Release Date: July 14, 2020
Publisher: Gallery / Saga Press
“Seamlessly blending classic horror and a dramatic narrative with sharp social commentary, The Only Good Indians follows four American Indian men after a disturbing event from their youth puts them in a desperate struggle for their lives. Tracked by an entity bent on revenge, these childhood friends are helpless as the culture and traditions they left behind catch up to them in a violent, vengeful way.”
Everyone has sung the praises of Stephen Graham Jones’ The Only Good Indians, and for good reason. It’s superb in every way. I’ve written before about how incredible Jones is at crafting bone-chilling horror out of everyday circumstances and with flawed yet fascinating characters. The story is centered around four Blackfeet men, Lewis, Gabe, Cass, and Ricky. As young men, they made a reckless choice to hunt elk on a forbidden patch of land on their reservation. Years later, the violence they unleashed on the herd of elk comes back to them in the form of an elk spirit eventually given the name Elk Head Woman. One by one she picks them – and anyone unlucky enough to be near them as she extracts her vengeance – off.
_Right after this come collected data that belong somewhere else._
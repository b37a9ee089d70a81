//! Frequency sweep planning.
//!
//! Frequencies are spaced evenly in log-space from the start to the end
//! frequency; a start above the end gives a descending sweep. All per-cell
//! quantities are pre-allocated as (entries × frequencies) zero matrices.

use crate::error::{IsweepError, Result};
use crate::matrix::Matrix;
use crate::response::SinusoidFit;

/// Generate `points` log-spaced frequencies from `start` to `end`.
///
/// The endpoints are reproduced exactly. A single point yields `[end]`.
pub fn log_frequencies(start: f64, end: f64, points: usize) -> Result<Vec<f64>> {
    if !(start.is_finite() && start > 0.0) || !(end.is_finite() && end > 0.0) {
        return Err(IsweepError::InvalidRange(format!(
            "frequency bounds must be positive and finite, got start={start}, end={end}"
        )));
    }
    if points < 1 {
        return Err(IsweepError::InvalidRange(
            "at least one frequency point is required".into(),
        ));
    }
    if points == 1 {
        return Ok(vec![end]);
    }

    let log_start = start.log10();
    let step = (end.log10() - log_start) / (points - 1) as f64;
    let mut frequencies: Vec<f64> = (0..points)
        .map(|i| 10.0_f64.powf(log_start + step * i as f64))
        .collect();
    frequencies[0] = start;
    frequencies[points - 1] = end;
    Ok(frequencies)
}

/// Bias, amplitude and phase matrices of one current.
#[derive(Debug, Clone, PartialEq)]
pub struct FitMatrices {
    pub bias: Matrix,
    pub amplitude: Matrix,
    pub phase: Matrix,
}

impl FitMatrices {
    pub fn zeros(nrows: usize, ncols: usize) -> Self {
        Self {
            bias: Matrix::zeros(nrows, ncols),
            amplitude: Matrix::zeros(nrows, ncols),
            phase: Matrix::zeros(nrows, ncols),
        }
    }

    pub fn record(&mut self, row: usize, col: usize, fit: &SinusoidFit) {
        self.bias[(row, col)] = fit.bias;
        self.amplitude[(row, col)] = fit.amplitude;
        self.phase[(row, col)] = fit.phase;
    }
}

/// Raw per-cell measurements of a sweep, before spectral derivation.
#[derive(Debug, Clone, PartialEq)]
pub struct SweepMatrices {
    pub total: FitMatrices,
    pub ionic: FitMatrices,
    /// Final simulated time of each cell's oscillating solution.
    pub t_max: Matrix,
}

impl SweepMatrices {
    pub fn zeros(n_entries: usize, n_frequencies: usize) -> Self {
        Self {
            total: FitMatrices::zeros(n_entries, n_frequencies),
            ionic: FitMatrices::zeros(n_entries, n_frequencies),
            t_max: Matrix::zeros(n_entries, n_frequencies),
        }
    }
}

#[cfg(test)]
mod tests {
    use super::*;
    use approx::assert_relative_eq;

    #[test]
    fn descending_decades() {
        let f = log_frequencies(1e6, 1e2, 3).unwrap();
        assert_eq!(f.len(), 3);
        assert_eq!(f[0], 1e6);
        assert_relative_eq!(f[1], 1e4, max_relative = 1e-12);
        assert_eq!(f[2], 1e2);
    }

    #[test]
    fn ascending_sweep_is_monotonic_with_exact_endpoints() {
        let f = log_frequencies(0.1, 3.3e5, 17).unwrap();
        assert_eq!(f.len(), 17);
        assert_eq!(f[0], 0.1);
        assert_eq!(f[16], 3.3e5);
        assert!(f.windows(2).all(|w| w[1] > w[0]));
    }

    #[test]
    fn log_spacing_has_constant_ratio() {
        let f = log_frequencies(1e5, 1e-1, 13).unwrap();
        let r0 = f[1] / f[0];
        for w in f.windows(2) {
            assert_relative_eq!(w[1] / w[0], r0, max_relative = 1e-9);
        }
    }

    #[test]
    fn single_point_is_end_frequency() {
        assert_eq!(log_frequencies(1e3, 10.0, 1).unwrap(), vec![10.0]);
    }

    #[test]
    fn invalid_bounds_are_rejected() {
        for (start, end, points) in [
            (0.0, 1e3, 5),
            (1e3, -1.0, 5),
            (f64::NAN, 1e3, 5),
            (1e3, f64::INFINITY, 5),
            (1e3, 1.0, 0),
        ] {
            let err = log_frequencies(start, end, points).unwrap_err();
            assert!(matches!(err, IsweepError::InvalidRange(_)), "{start} {end} {points}");
        }
    }

    #[test]
    fn matrices_are_zero_filled() {
        let m = SweepMatrices::zeros(2, 4);
        assert_eq!(m.total.phase.shape(), (2, 4));
        assert_eq!(m.ionic.bias.shape(), (2, 4));
        assert!(m.t_max.values.iter().all(|&v| v == 0.0));
    }

    #[test]
    fn record_writes_one_cell() {
        let mut m = FitMatrices::zeros(2, 2);
        m.record(1, 0, &SinusoidFit { bias: 1.0, amplitude: -2.0, phase: 0.5 });
        assert_eq!(m.bias[(1, 0)], 1.0);
        assert_eq!(m.amplitude[(1, 0)], -2.0);
        assert_eq!(m.phase[(1, 0)], 0.5);
        assert_eq!(m.phase[(0, 0)], 0.0);
    }
}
Filling in the spaces between the scenes of gruesome horror are wells of social commentary. Jones digs into colonialism, racism, interracial relationships, and the challenges of marriage and parenting when you’ve had few good examples of either and even fewer opportunities to learn or try. We hear about extermination campaigns, life on and off the reservation, the balance of maintaining ancient traditions with the current culture, and the struggle to understand, live with, and break down the colonial mindsets and frameworks that overlay Western society.
I listened to the audiobook version and let me tell you it was a terrible idea to listen to it while driving alone late at night on a largely empty and pitch black winding mountain road through a national park. The scare factor jumped significantly. At one point during the final confrontation with Elk Head Woman, I passed a deer on the side of the road and literally actually seriously screamed out loud.
Speaking of the audiobook, my only complaint is about Shaun Taylor-Corbett, the narrator, specifically that he was not very good at doing the different voices. Taylor-Corbett has a great voice, but all the characters sounded almost exactly the same. Didn’t matter if he was voicing men in their 30s and 40s, a teen girl, a teen boy, or Elk Head Woman herself, they were difficult to differentiate if the text didn’t state who was speaking to whom. Otherwise, like I said, I enjoyed his narration. Taylor-Corbett is particularly good at catching Jones’ dry sarcasm and the little moments that seem offhanded but cut deeply.
I don’t read a lot of horror, but when I do, Stephen Graham Jones is at the top of the list. Treat yourself to something frighteningly good during these long, dark, cold nights.